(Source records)
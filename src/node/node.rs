//! The in-memory node: one per file, directory, or symlink the mount has
//! seen. All mutable state lives behind a per-node async mutex that is held
//! for the whole duration of a filesystem operation, including store I/O;
//! from the kernel's point of view each operation is atomic and dirty state
//! is never partially visible.

use std::collections::HashMap;
use std::sync::Arc;

use tokio::sync::Mutex;

use crate::node::{NodeKey, MODE_NOT_LOADED};

/// A directory's reference to one child. The key copy lets a parent
/// serialize itself without taking child locks; reload keeps the copy and
/// the child's own state in step.
#[derive(Clone, Debug)]
pub struct ChildEntry {
    pub key: NodeKey,
    pub node: Arc<Node>,
}

#[derive(Debug)]
pub struct Node {
    /// Kernel-facing inode number, assigned once at allocation.
    pub ino: u64,
    pub state: Mutex<NodeState>,
}

#[derive(Debug)]
pub struct NodeState {
    /// Metadata-store key. Assigned at creation; replaced only when a
    /// parent's reload discovers the name now points at a different node.
    pub key: NodeKey,
    /// Last name this node was seen under; only used in log output.
    pub name: String,
    /// Version of this node's metadata in the versioned store. Bumped by
    /// exactly one for each accepted save.
    pub version: u64,

    pub user: u32,
    pub group: u32,
    pub mode: u32,
    pub time_nanos: u64,
    pub xattrs: HashMap<String, Vec<u8>>,

    /// Blob hash of the current content; empty when the node has none.
    /// Meaningful for regular files and symlinks only.
    pub content_key: Vec<u8>,
    /// Cached content. `None` means not fetched yet; dirty content lives
    /// here until `sync` pushes it to the blob store.
    pub content: Option<Vec<u8>>,

    /// Directory entries by name. Persisted inline in this node's
    /// metadata value as name→key pairs.
    pub children: HashMap<String, ChildEntry>,

    pub should_save_metadata: bool,
    pub should_reload_metadata: bool,
    pub should_save_content: bool,
}

impl Node {
    pub fn new(ino: u64, state: NodeState) -> Arc<Self> {
        Arc::new(Self {
            ino,
            state: Mutex::new(state),
        })
    }
}

impl NodeState {
    /// A node discovered via a parent directory: key known, everything else
    /// pending a metadata fetch.
    pub fn not_loaded(name: impl Into<String>, key: NodeKey) -> Self {
        Self {
            key,
            name: name.into(),
            version: 0,
            user: 0,
            group: 0,
            mode: MODE_NOT_LOADED,
            time_nanos: 0,
            xattrs: HashMap::new(),
            content_key: Vec::new(),
            content: None,
            children: HashMap::new(),
            should_save_metadata: false,
            should_reload_metadata: false,
            should_save_content: false,
        }
    }

    pub fn is_dir(&self) -> bool {
        self.mode != MODE_NOT_LOADED && self.mode & libc::S_IFDIR as u32 != 0
    }

    pub fn is_symlink(&self) -> bool {
        self.mode != MODE_NOT_LOADED && self.mode & libc::S_IFMT as u32 == libc::S_IFLNK as u32
    }

    pub fn is_file(&self) -> bool {
        self.mode != MODE_NOT_LOADED && self.mode & libc::S_IFMT as u32 == libc::S_IFREG as u32
    }

    pub fn content_len(&self) -> u64 {
        self.content.as_ref().map(|c| c.len() as u64).unwrap_or(0)
    }

    /// Grow or shrink the cached content, returning the previous buffer for
    /// rollback.
    pub fn resize_content(&mut self, size: u64) -> Option<Vec<u8>> {
        let previous = self.content.clone();
        let content = self.content.get_or_insert_with(Vec::new);
        content.resize(size as usize, 0);
        previous
    }
}

#[cfg(test)]
mod tests {
    use super::*;

    #[test]
    fn mode_classification() {
        let mut state = NodeState::not_loaded("x", [1; 20]);
        assert!(!state.is_dir());
        assert!(!state.is_file());

        state.mode = libc::S_IFDIR as u32 | 0o755;
        assert!(state.is_dir());

        state.mode = libc::S_IFREG as u32 | 0o644;
        assert!(state.is_file());
        assert!(!state.is_symlink());

        state.mode = libc::S_IFLNK as u32 | 0o777;
        assert!(state.is_symlink());
    }

    #[test]
    fn resize_keeps_prefix_and_reports_previous() {
        let mut state = NodeState::not_loaded("f", [2; 20]);
        state.content = Some(b"anything".to_vec());

        let prev = state.resize_content(3);
        assert_eq!(prev.unwrap(), b"anything");
        assert_eq!(state.content.as_deref().unwrap(), b"any");

        let prev = state.resize_content(5);
        assert_eq!(prev.unwrap(), b"any");
        assert_eq!(state.content.as_deref().unwrap(), b"any\0\0");
    }
}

## Required work
Each line of the data must be retyped exactly.

## Answer area
filename src/node/node.rs
//! The in-memory node: one per file, directory, or symlink the mount has
//! seen. All mutable state lives behind a per-node async mutex that is held
//! for the whole duration of a filesystem operation, including store I/O;
//! from the kernel's point of view each operation is atomic and dirty state
//! is never partially visible.

use std::collections::HashMap;
use std::sync::Arc;

use tokio::sync::Mutex;

use crate::node::{NodeKey, MODE_NOT_LOADED};

/// A directory's reference to one child. The key copy lets a parent
/// serialize itself without taking child locks; reload keeps the copy and
/// the child's own state in step.
#[derive(Clone, Debug)]
pub struct ChildEntry {
    pub key: NodeKey,
    pub node: Arc<Node>,
}

#[derive(Debug)]
pub struct Node {
    /// Kernel-facing inode number, assigned once at allocation.
    pub ino: u64,
    pub state: Mutex<NodeState>,
}

#[derive(Debug)]
pub struct NodeState {
    /// Metadata-store key. Assigned at creation; replaced only when a
    /// parent's reload discovers the name now points at a different node.
    pub key: NodeKey,
    /// Last name this node was seen under; only used in log output.
    pub name: String,
    /// Version of this node's metadata in the versioned store. Bumped by
    /// exactly one for each accepted save.
    pub version: u64,

    pub user: u32,
    pub group: u32,
    pub mode: u32,
    pub time_nanos: u64,
    pub xattrs: HashMap<String, Vec<u8>>,

    /// Blob hash of the current content; empty when the node has none.
    /// Meaningful for regular files and symlinks only.
    pub content_key: Vec<u8>,
    /// Cached content. `None` means not fetched yet; dirty content lives
    /// here until `sync` pushes it to the blob store.
    pub content: Option<Vec<u8>>,

    /// Directory entries by name. Persisted inline in this node's
    /// metadata value as name→key pairs.
    pub children: HashMap<String, ChildEntry>,

    pub should_save_metadata: bool,
    pub should_reload_metadata: bool,
    pub should_save_content: bool,
}

impl Node {
    pub fn new(ino: u64, state: NodeState) -> Arc<Self> {
        Arc::new(Self {
            ino,
            state: Mutex::new(state),
        })
    }
}

impl NodeState {
    /// A node discovered via a parent directory: key known, everything else
    /// pending a metadata fetch.
    pub fn not_loaded(name: impl Into<String>, key: NodeKey) -> Self {
        Self {
            key,
            name: name.into(),
            version: 0,
            user: 0,
            group: 0,
            mode: MODE_NOT_LOADED,
            time_nanos: 0,
            xattrs: HashMap::new(),
            content_key: Vec::new(),
            content: None,
            children: HashMap::new(),
            should_save_metadata: false,
            should_reload_metadata: false,
            should_save_content: false,
        }
    }

    pub fn is_dir(&self) -> bool {
        self.mode != MODE_NOT_LOADED && self.mode & libc::S_IFDIR as u32 != 0
    }

    pub fn is_symlink(&self) -> bool {
        self.mode != MODE_NOT_LOADED && self.mode & libc::S_IFMT as u32 == libc::S_IFLNK as u32
    }

    pub fn is_file(&self) -> bool {
        self.mode != MODE_NOT_LOADED && self.mode & libc::S_IFMT as u32 == libc::S_IFREG as u32
    }

    pub fn content_len(&self) -> u64 {
        self.content.as_ref().map(|c| c.len() as u64).unwrap_or(0)
    }

    /// Grow or shrink the cached content, returning the previous buffer for
    /// rollback.
    pub fn resize_content(&mut self, size: u64) -> Option<Vec<u8>> {
        let previous = self.content.clone();
        let content = self.content.get_or_insert_with(Vec::new);
        content.resize(size as usize, 0);
        previous
    }
}

#[cfg(test)]
mod tests {
    use super::*;

    #[test]
    fn mode_classification() {
        let mut state = NodeState::not_loaded("x", [1; 20]);
        assert!(!state.is_dir());
        assert!(!state.is_file());

        state.mode = libc::S_IFDIR as u32 | 0o755;
        assert!(state.is_dir());

        state.mode = libc::S_IFREG as u32 | 0o644;
        assert!(state.is_file());
        assert!(!state.is_symlink());

        state.mode = libc::S_IFLNK as u32 | 0o777;
        assert!(state.is_symlink());
    }

    #[test]
    fn resize_keeps_prefix_and_reports_previous() {
        let mut state = NodeState::not_loaded("f", [2; 20]);
        state.content = Some(b"anything".to_vec());

        let prev = state.resize_content(3);
        assert_eq!(prev.unwrap(), b"anything");
        assert_eq!(state.content.as_deref().unwrap(), b"any");

        let prev = state.resize_content(5);
        assert_eq!(prev.unwrap(), b"any");
        assert_eq!(state.content.as_deref().unwrap(), b"any\0\0");
    }
}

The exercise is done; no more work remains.